Yes, Lighthouse. The last version for NeXT was 2.4, and the free keys are on this wonderful page (
https://fsck.technology/software/NeXT/next.68k.org%20Archive/next-ftp.peak.org/next/apps/LighthouseDesign/index.html), provided by a Lighthouse employee on the way out. They also had a traditional 2D spreadsheet, ParaSheet (which sounds like a joke about an incontinent parakeet, but I digress.)
In the genre of late 80s and early 90s videos promoting software, nothing is so mesmerizing as the spreadsheet. When Excel for Windows first came out, they gave it a 25-minute video (part 1 (
https://www.youtube.com/watch?v=6x2sGIM_IWU), part 2 (
https://www.youtube.com/watch?v=5WtESla40YA), part 3 (
https://www.youtube.com/watch?v=sRldI35_U98)) that has absolutely no self-control about claiming it's the greatest thing ever made. The other 80s commercials from MS (Windows 1.0 (
https://www.youtube.com/watch?v=DgJS2tQPGKQ), MS-DOS 5 Upgrade (
https://www.youtube.com/watch?v=YveAomaHMPA), Windows 386 (
https://www.youtube.com/watch?v=noEHHB6rnMI)) may be cheesier, but the Excel video has a truly marvelous level of pretentiousness.
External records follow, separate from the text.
// src/ingest/mod.rs
pub mod providers;
pub mod scheduler;
pub mod types;

use crate::ingest::types::{EmptyReason, NewsSource, TickerFetch};
use metrics::{counter, describe_counter, describe_gauge, describe_histogram, histogram};
use once_cell::sync::OnceCell;
use regex::Regex;

/// One-time metrics registration (so series show up on /metrics).
pub(crate) fn ensure_metrics_described() {
    static ONCE: OnceCell<()> = OnceCell::new();
    ONCE.get_or_init(|| {
        describe_counter!("ingest_fetch_total", "Per-ticker fetch attempts.");
        describe_counter!("ingest_records_total", "Records returned by providers.");
        describe_counter!(
            "ingest_empty_total",
            "Fetches that yielded no records (no articles or failure)."
        );
        describe_counter!(
            "ingest_provider_errors_total",
            "Provider fetch/parse errors."
        );
        describe_histogram!("ingest_fetch_ms", "Provider fetch time in milliseconds.");
        describe_counter!("cycle_runs_total", "Completed ingest cycles.");
        describe_counter!(
            "cycle_skipped_total",
            "Cycles where every ticker came back empty."
        );
        describe_counter!("cycle_rows_written_total", "Scored rows persisted.");
        describe_counter!("cycle_write_errors_total", "Cycles lost to write failures.");
        describe_gauge!("cycle_last_run_ts", "Unix ts of the last finished cycle.");
    });
}

static RE_URL: OnceCell<Regex> = OnceCell::new();
static RE_MENTION: OnceCell<Regex> = OnceCell::new();
static RE_HASHTAG: OnceCell<Regex> = OnceCell::new();
static RE_EMOJI: OnceCell<Regex> = OnceCell::new();
static RE_NONALNUM: OnceCell<Regex> = OnceCell::new();
static RE_WS: OnceCell<Regex> = OnceCell::new();

/// Clean text for models that want plain lower-case words.
///
/// Steps, in order: lower-case, drop URLs (`scheme://` or `www.`), drop
/// `@mentions`, turn `#tag` into `tag`, drop emoji/pictographs, drop anything
/// that is not `[a-z0-9]` or whitespace, collapse whitespace, trim.
/// Idempotent.
pub fn normalize_text(s: &str) -> String {
    let re_url = RE_URL.get_or_init(|| Regex::new(r"[a-z][a-z0-9+.\-]*://\S+|www\.\S+").unwrap());
    let re_mention = RE_MENTION.get_or_init(|| Regex::new(r"@\w+").unwrap());
    let re_hashtag = RE_HASHTAG.get_or_init(|| Regex::new(r"#+(\w*)").unwrap());
    let re_emoji = RE_EMOJI.get_or_init(|| {
        Regex::new(concat!(
            "[",
            "\u{1F600}-\u{1F64F}", // emoticons
            "\u{1F300}-\u{1F5FF}", // symbols & pictographs
            "\u{1F680}-\u{1F6FF}", // transport & map
            "\u{1F1E0}-\u{1F1FF}", // flags
            "\u{1F900}-\u{1FAFF}", // supplemental pictographs
            "\u{2600}-\u{27BF}",   // misc symbols, dingbats
            "]+"
        ))
        .unwrap()
    });
    let re_nonalnum = RE_NONALNUM.get_or_init(|| Regex::new(r"[^a-z0-9\s]+").unwrap());
    let re_ws = RE_WS.get_or_init(|| Regex::new(r"\s+").unwrap());

    let out = s.to_lowercase();
    let out = re_url.replace_all(&out, " ");
    let out = re_mention.replace_all(&out, " ");
    let out = re_hashtag.replace_all(&out, "$1");
    let out = re_emoji.replace_all(&out, " ");
    let out = re_nonalnum.replace_all(&out, " ");
    let out = re_ws.replace_all(&out, " ");
    out.trim().to_string()
}

/// Same as [`normalize_text`] for optional input; `None` yields "".
pub fn normalize_opt(s: Option<&str>) -> String {
    s.map(normalize_text).unwrap_or_default()
}

/// Fetch one ticker through `source`, recording telemetry.
pub async fn ingest_ticker(source: &dyn NewsSource, ticker: &str, page_size: usize) -> TickerFetch {
    ensure_metrics_described();
    let t0 = std::time::Instant::now();

    let res = source.fetch(ticker, page_size).await;

    histogram!("ingest_fetch_ms").record(t0.elapsed().as_secs_f64() * 1_000.0);
    counter!("ingest_fetch_total").increment(1);
    match &res {
        TickerFetch::Records(v) => {
            counter!("ingest_records_total").increment(v.len() as u64);
        }
        TickerFetch::Empty(reason) => {
            counter!("ingest_empty_total").increment(1);
            if let EmptyReason::Failed(e) = reason {
                counter!("ingest_provider_errors_total").increment(1);
                tracing::warn!(ticker, provider = source.name(), error = %e, "fetch failed; treating as empty");
            }
        }
    }
    res
}
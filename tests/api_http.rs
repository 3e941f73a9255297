// tests/api_http.rs
//
// HTTP-level tests for the dashboard Router without opening sockets.
// We exercise the router directly via tower::ServiceExt::oneshot.
//
// Covered:
// - GET /health
// - GET /api/tickers     (503 before the first cycle)
// - GET /api/sentiment   (422 on a snapshot missing dashboard columns, 200 view)

use std::fs::File;
use std::path::Path;
use std::sync::Arc;

use arrow_array::{ArrayRef, RecordBatch, StringArray};
use axum::{
    body::{self, Body},
    http::{Request, StatusCode},
    Router,
};
use parquet::arrow::ArrowWriter;
use serde_json::Value as Json;
use tower::ServiceExt as _; // for `oneshot`

use ticker_sentiment_stream::api::{self, AppState, SentimentView};
use ticker_sentiment_stream::ingest::types::NewsRecord;
use ticker_sentiment_stream::sentiment::{ScoredRecord, SentimentLabel, SentimentScores};
use ticker_sentiment_stream::PartitionedStore;

const BODY_LIMIT: usize = 1024 * 1024;

fn test_router(root: &Path) -> Router {
    api::router(AppState {
        snapshot: PartitionedStore::new(root).snapshot_path(),
    })
}

async fn get(app: Router, uri: &str) -> (StatusCode, Vec<u8>) {
    let req = Request::builder()
        .method("GET")
        .uri(uri)
        .body(Body::empty())
        .expect("build request");
    let resp = app.oneshot(req).await.expect("oneshot");
    let status = resp.status();
    let bytes = body::to_bytes(resp.into_body(), BODY_LIMIT)
        .await
        .expect("read body")
        .to_vec();
    (status, bytes)
}

fn scored(ticker: &str, hour: u32, pos: f64, neg: f64) -> ScoredRecord {
    let ts = format!("2026-10-19T{hour:02}:00:00Z");
    let mut r = NewsRecord::with_defaults("newsapi", ticker, &ts);
    r.text = format!("{ticker} headline at {hour}");
    r.url = format!("https://n/{ticker}/{hour}");
    ScoredRecord::new(r, &SentimentScores::from_probs(pos, 0.2, neg))
}

#[tokio::test]
async fn health_returns_ok() {
    let tmp = tempfile::tempdir().unwrap();
    let (status, body) = get(test_router(tmp.path()), "/health").await;
    assert_eq!(status, StatusCode::OK);
    assert_eq!(String::from_utf8(body).unwrap().trim(), "OK");
}

#[tokio::test]
async fn missing_snapshot_is_service_unavailable() {
    let tmp = tempfile::tempdir().unwrap();
    for uri in ["/api/tickers", "/api/sentiment?ticker=AAPL"] {
        let (status, body) = get(test_router(tmp.path()), uri).await;
        assert_eq!(status, StatusCode::SERVICE_UNAVAILABLE, "{uri}");
        let v: Json = serde_json::from_slice(&body).unwrap();
        assert!(v["error"].as_str().unwrap().contains("No snapshot"));
    }
}

#[tokio::test]
async fn snapshot_without_sentiment_columns_is_unprocessable() {
    let tmp = tempfile::tempdir().unwrap();
    let path = PartitionedStore::new(tmp.path()).snapshot_path();

    // a raw-records file: no sentiment columns at all
    let cols: Vec<(&str, ArrayRef)> = ["ticker", "text", "fetched_at", "source"]
        .iter()
        .map(|c| (*c, Arc::new(StringArray::from(vec!["x"])) as ArrayRef))
        .collect();
    let batch = RecordBatch::try_from_iter(cols).unwrap();
    let mut w = ArrowWriter::try_new(File::create(&path).unwrap(), batch.schema(), None).unwrap();
    w.write(&batch).unwrap();
    w.close().unwrap();

    let (status, body) = get(test_router(tmp.path()), "/api/sentiment").await;
    assert_eq!(status, StatusCode::UNPROCESSABLE_ENTITY);
    let v: Json = serde_json::from_slice(&body).unwrap();
    let msg = v["error"].as_str().unwrap();
    assert!(msg.contains("sent_label") && msg.contains("sent_score"), "{msg}");
}

#[tokio::test]
async fn sentiment_view_over_snapshot() {
    let tmp = tempfile::tempdir().unwrap();
    let store = PartitionedStore::new(tmp.path());
    store
        .overwrite_snapshot(&[
            scored("TSLA", 9, 0.1, 0.7),
            scored("AAPL", 11, 0.7, 0.1),
            scored("AAPL", 10, 0.1, 0.7),
            scored("AAPL", 12, 0.7, 0.1),
        ])
        .unwrap();

    let (status, body) = get(test_router(tmp.path()), "/api/tickers").await;
    assert_eq!(status, StatusCode::OK);
    let tickers: Vec<String> = serde_json::from_slice(&body).unwrap();
    assert_eq!(tickers, vec!["AAPL", "TSLA"]);

    let (status, body) = get(test_router(tmp.path()), "/api/sentiment?ticker=aapl&limit=2").await;
    assert_eq!(status, StatusCode::OK);
    let view: SentimentView = serde_json::from_slice(&body).unwrap();
    assert_eq!(view.ticker.as_deref(), Some("AAPL"));
    assert_eq!(view.series.len(), 3);
    assert!(view.series.windows(2).all(|w| w[0].fetched_at <= w[1].fetched_at));
    assert_eq!(view.label_counts.get(&SentimentLabel::Positive), Some(&2));
    assert_eq!(view.label_counts.get(&SentimentLabel::Negative), Some(&1));
    assert_eq!(view.latest.len(), 2);
    assert_eq!(view.latest[1].url, "https://n/AAPL/12");
}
For what it's worth, Excel did eventually gain Improv/Quantrix-like views as an overlay on top of the spreadsheet, called PivotTables, in Excel 97, but it's basically still a hack, and you can't run formulas on them, aside from basic functions like sum and average.
Yea pivot tables are a joke. I love the Improv/Quantrix n-dimensional modeling mechanism. It's one of the easiest ways for me to think in more than 4 dimensions, and nothing else is out there that's quite like it. Sad. Wish it got the additional development it deserved.
Quote from: Rhetorica on July 05, 2024, 09:54:21 PMFor what it's worth, Excel did eventually gain Improv/Quantrix-like views as an overlay on top of the spreadsheet, called PivotTables, in Excel 97, but it's basically still a hack, and you can't run formulas on them, aside from basic functions like sum and average.
You really know your spread sheets 8)
I haven't properly used them, Just had to use them for labs when studying Mechanical Engineering and for making Gantt charts.
Haven't really used it to make money.
Like I said, I'm happy with Excel (During Windows XP days) but the main annoyance would be not having partially coloured cells to show if something has been finished.